## Task goal
Once you reach the line containing "let mut bias = self.y_offset.clone();", copy it and every line after it exactly, through the end of the data below.

━━━━━━━━━━━━━━━━━━━━━━━━━━━━━━

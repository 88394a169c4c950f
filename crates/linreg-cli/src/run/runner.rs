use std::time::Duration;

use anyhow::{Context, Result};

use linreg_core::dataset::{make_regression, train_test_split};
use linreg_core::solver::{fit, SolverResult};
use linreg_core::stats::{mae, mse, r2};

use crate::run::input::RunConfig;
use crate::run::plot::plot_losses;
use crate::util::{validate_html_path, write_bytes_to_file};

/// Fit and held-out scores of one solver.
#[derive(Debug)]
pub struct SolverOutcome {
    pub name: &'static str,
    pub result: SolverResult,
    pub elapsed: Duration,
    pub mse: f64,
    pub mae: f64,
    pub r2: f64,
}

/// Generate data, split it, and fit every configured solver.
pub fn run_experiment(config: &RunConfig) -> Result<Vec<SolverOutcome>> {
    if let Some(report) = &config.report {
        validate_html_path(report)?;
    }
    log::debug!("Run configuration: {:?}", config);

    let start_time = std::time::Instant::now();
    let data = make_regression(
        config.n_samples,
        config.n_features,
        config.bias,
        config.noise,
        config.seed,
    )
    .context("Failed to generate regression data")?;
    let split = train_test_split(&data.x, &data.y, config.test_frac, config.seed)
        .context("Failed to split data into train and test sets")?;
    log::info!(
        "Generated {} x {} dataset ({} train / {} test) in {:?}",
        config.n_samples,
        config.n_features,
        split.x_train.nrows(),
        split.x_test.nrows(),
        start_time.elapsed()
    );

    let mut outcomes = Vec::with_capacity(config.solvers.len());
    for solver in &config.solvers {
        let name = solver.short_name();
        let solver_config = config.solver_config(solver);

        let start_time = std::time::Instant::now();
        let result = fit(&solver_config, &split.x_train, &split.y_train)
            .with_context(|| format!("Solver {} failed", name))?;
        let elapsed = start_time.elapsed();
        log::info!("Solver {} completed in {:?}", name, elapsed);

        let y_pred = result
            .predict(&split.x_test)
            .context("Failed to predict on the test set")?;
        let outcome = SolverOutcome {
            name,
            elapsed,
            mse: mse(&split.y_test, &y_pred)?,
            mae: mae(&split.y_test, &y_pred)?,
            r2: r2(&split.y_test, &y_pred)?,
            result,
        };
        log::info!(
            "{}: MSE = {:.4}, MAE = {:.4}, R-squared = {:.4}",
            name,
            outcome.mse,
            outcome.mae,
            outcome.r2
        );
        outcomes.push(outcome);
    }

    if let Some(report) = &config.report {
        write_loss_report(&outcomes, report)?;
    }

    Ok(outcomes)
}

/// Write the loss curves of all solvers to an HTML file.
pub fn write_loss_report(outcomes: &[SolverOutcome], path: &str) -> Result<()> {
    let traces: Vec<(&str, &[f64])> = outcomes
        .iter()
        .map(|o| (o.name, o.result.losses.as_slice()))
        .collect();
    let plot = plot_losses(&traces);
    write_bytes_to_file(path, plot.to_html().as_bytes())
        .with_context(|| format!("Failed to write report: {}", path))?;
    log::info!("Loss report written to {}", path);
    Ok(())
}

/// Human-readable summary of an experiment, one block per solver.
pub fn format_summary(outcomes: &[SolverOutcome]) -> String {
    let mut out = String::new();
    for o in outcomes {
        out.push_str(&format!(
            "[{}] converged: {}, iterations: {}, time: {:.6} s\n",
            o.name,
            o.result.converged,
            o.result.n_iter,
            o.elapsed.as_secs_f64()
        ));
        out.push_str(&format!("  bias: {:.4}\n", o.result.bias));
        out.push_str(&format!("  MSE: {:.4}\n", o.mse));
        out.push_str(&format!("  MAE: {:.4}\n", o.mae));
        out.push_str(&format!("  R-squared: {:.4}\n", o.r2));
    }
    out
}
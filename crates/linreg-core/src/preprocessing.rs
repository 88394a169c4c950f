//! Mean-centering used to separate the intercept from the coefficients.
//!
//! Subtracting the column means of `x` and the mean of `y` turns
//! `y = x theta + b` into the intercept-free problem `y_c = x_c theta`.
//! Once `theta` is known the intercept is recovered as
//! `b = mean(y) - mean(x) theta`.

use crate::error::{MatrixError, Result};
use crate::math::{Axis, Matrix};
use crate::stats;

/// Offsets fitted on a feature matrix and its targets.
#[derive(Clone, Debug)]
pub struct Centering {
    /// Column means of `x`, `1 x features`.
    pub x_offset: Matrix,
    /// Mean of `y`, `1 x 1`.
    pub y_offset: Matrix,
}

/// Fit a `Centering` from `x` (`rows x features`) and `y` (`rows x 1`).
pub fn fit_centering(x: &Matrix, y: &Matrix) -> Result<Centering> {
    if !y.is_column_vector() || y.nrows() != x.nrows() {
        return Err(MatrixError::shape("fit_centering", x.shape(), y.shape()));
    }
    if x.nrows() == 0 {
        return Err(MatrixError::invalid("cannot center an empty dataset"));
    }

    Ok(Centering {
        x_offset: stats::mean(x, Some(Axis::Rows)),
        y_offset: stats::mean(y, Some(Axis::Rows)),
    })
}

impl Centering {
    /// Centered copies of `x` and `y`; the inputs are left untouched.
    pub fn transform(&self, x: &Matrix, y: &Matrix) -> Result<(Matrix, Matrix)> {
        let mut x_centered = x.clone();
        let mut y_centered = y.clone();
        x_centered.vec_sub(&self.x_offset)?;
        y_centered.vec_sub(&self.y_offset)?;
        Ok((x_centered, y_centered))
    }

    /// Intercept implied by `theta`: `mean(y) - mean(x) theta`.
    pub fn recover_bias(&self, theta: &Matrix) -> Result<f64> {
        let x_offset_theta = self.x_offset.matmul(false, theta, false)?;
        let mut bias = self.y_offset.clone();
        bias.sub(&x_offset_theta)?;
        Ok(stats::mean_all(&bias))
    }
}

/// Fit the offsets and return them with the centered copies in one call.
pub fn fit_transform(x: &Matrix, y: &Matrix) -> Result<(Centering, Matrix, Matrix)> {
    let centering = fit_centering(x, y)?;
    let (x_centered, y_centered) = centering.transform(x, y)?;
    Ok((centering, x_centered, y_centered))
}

━━━━━━━━━━━━━━━━━━━━━━━━━━━━━━

## Response box
        let mut bias = self.y_offset.clone();
        bias.sub(&x_offset_theta)?;
        Ok(stats::mean_all(&bias))
    }
}

/// Fit the offsets and return them with the centered copies in one call.
pub fn fit_transform(x: &Matrix, y: &Matrix) -> Result<(Centering, Matrix, Matrix)> {
    let centering = fit_centering(x, y)?;
    let (x_centered, y_centered) = centering.transform(x, y)?;
    Ok((centering, x_centered, y_centered))
}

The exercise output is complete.